Stochastic Modeling and Operational Optimization in District Heating Systems
Centre for Mathematical Sciences
Lund Institute of Technology
Operation of a district heating system is accomplished via a sequence of
decisions by the operators controlling the system. These decisions are
based on expectations of conditions in the system that are not known at decision
time. The operators could be helped by a decision support
system that computes predictions of future system variables and suggests
appropriate control actions given the available information.

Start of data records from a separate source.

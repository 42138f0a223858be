//! Shared fixtures for the BASE II draft end-to-end scenarios: the field
//! definition set every scenario seeds, a builder for a single 168-char
//! draft sub-record line, and the CLI invocation helper that drives
//! `run-all` through its public `Cli::parse_from` surface.

use crate::common::db_seeding::seed_field_definition;
use crate::common::TestMetadataStore;
use itx_visa_pipeline::cli::{Cli, Commands};
use itx_visa_pipeline::errors::AppResult;
use clap::Parser;
use std::path::Path;

/// One sub-record's worth of positional field values for the layout every
/// scenario in this suite shares (positions 1-68; the remainder is space
/// padding up to the 168-char CTF line length).
pub struct DraftFields {
    pub draft_code: &'static str,
    pub pan: &'static str,
    pub authorization_code: &'static str,
    pub merchant_category_code: &'static str,
    pub usage_code: &'static str,
    pub special_condition_indicator: &'static str,
    pub draft_code_qualifier_0: &'static str,
    pub central_processing_date: &'static str,
    pub purchase_date: &'static str,
    pub source_amount: &'static str,
    pub source_currency_code: &'static str,
    pub merchant_country: &'static str,
    pub retrieval_reference_number: &'static str,
}

impl DraftFields {
    /// Renders one 168-char CTF line with sequence char `'0'` (a
    /// single-sub-record transaction).
    pub fn to_line(&self) -> String {
        let mut line = String::new();
        line.push_str(self.draft_code);
        line.push(' ');
        line.push('0');
        line.push_str(self.pan);
        line.push_str(self.authorization_code);
        line.push_str(self.merchant_category_code);
        line.push_str(self.usage_code);
        line.push_str(self.special_condition_indicator);
        line.push_str(self.draft_code_qualifier_0);
        line.push_str(self.central_processing_date);
        line.push_str(self.purchase_date);
        line.push_str(self.source_amount);
        line.push_str(self.source_currency_code);
        line.push_str(self.merchant_country);
        line.push_str(self.retrieval_reference_number);
        while line.chars().count() < 168 {
            line.push(' ');
        }
        line
    }
}

/// Seeds the `visa_fields` rows the extractor/cleaner need for every field
/// `DraftFields` carries.
pub fn seed_field_defs(store: &TestMetadataStore) {
    seed_field_definition(store, "draft", "0", 1, 2, "draft_code", "str", None, None);
    seed_field_definition(store, "draft", "0", 5, 16, "pan", "str", None, None);
    seed_field_definition(store, "draft", "0", 21, 6, "authorization_code", "str", None, None);
    seed_field_definition(
        store,
        "draft",
        "0",
        27,
        4,
        "merchant_category_code",
        "int",
        None,
        None,
    );
    seed_field_definition(store, "draft", "0", 31, 1, "usage_code", "int", None, None);
    seed_field_definition(
        store,
        "draft",
        "0",
        32,
        1,
        "special_condition_indicator_merchant_draft_indicator",
        "str",
        None,
        None,
    );
    seed_field_definition(
        store,
        "draft",
        "0",
        33,
        1,
        "draft_code_qualifier_0",
        "int",
        None,
        None,
    );
    seed_field_definition(
        store,
        "draft",
        "0",
        34,
        4,
        "central_processing_date",
        "date",
        None,
        Some("!MMDD"),
    );
    seed_field_definition(
        store,
        "draft",
        "0",
        38,
        4,
        "purchase_date",
        "date",
        None,
        Some("!MMDD"),
    );
    seed_field_definition(
        store,
        "draft",
        "0",
        42,
        9,
        "source_amount",
        "decimal",
        Some(2),
        None,
    );
    seed_field_definition(
        store,
        "draft",
        "0",
        51,
        3,
        "source_currency_code",
        "str",
        None,
        None,
    );
    seed_field_definition(store, "draft", "0", 54, 3, "merchant_country", "str", None, None);
    seed_field_definition(
        store,
        "draft",
        "0",
        57,
        12,
        "retrieval_reference_number",
        "str",
        None,
        None,
    );
}

/// Writes `contents` as the landing file for `(client_id, landing_file_name)`
/// under `datalake_root`, creating the `landing/<client_id>/` directory.
pub fn write_landing_file(datalake_root: &Path, client_id: &str, landing_file_name: &str, contents: &str) {
    let landing_path = datalake_root.join("landing").join(client_id).join(landing_file_name);
    std::fs::create_dir_all(landing_path.parent().unwrap()).unwrap();
    std::fs::write(&landing_path, contents).unwrap();
}

/// Drives the `run-all` subcommand through `Cli::parse_from`, the same way
/// the real binary's argv would, rather than calling pipeline stages
/// directly.
pub fn run_all(datalake_root: &Path, database_path: &Path, client_id: &str, file_id: &str) -> AppResult<()> {
    let cli = Cli::parse_from([
        "itx",
        "run-all",
        "--client-id",
        client_id,
        "--file-id",
        file_id,
        "--datalake-root",
        datalake_root.to_str().unwrap(),
        "--database-path",
        database_path.to_str().unwrap(),
    ]);
    match cli.command {
        Commands::RunAll(command) => command.run(),
        _ => unreachable!("parsed the run-all subcommand"),
    }
}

This thesis presents a new model that gives a both physical and stochastic
description of a district heating system. The model describes both
technical and economical information of the system that are important for
the control decisions. It is easy to calculate predictions based on this
model as well as performing simulations.
The ambient temperature is the single most important explanatory variable
for the heat demand in a district heating network. A model that can be used
to calculate reliable temperature predictions are presented where the full
advantage of both local measurements and forecasts from a meteorological
institute are utilized.
A heuristic approach to the operational optimization problem is presented
and it is shown in simulations to be superior to a traditional control, based
on a priority scheme. The operational optimization problem is a complex
stochastic optimization problem and the heuristic approach gives a solution
that can be calculate instantly.
An online computer program, EnerPlan, is developed where the described models
are used to calculate predictions and simulate alternative future scenarios.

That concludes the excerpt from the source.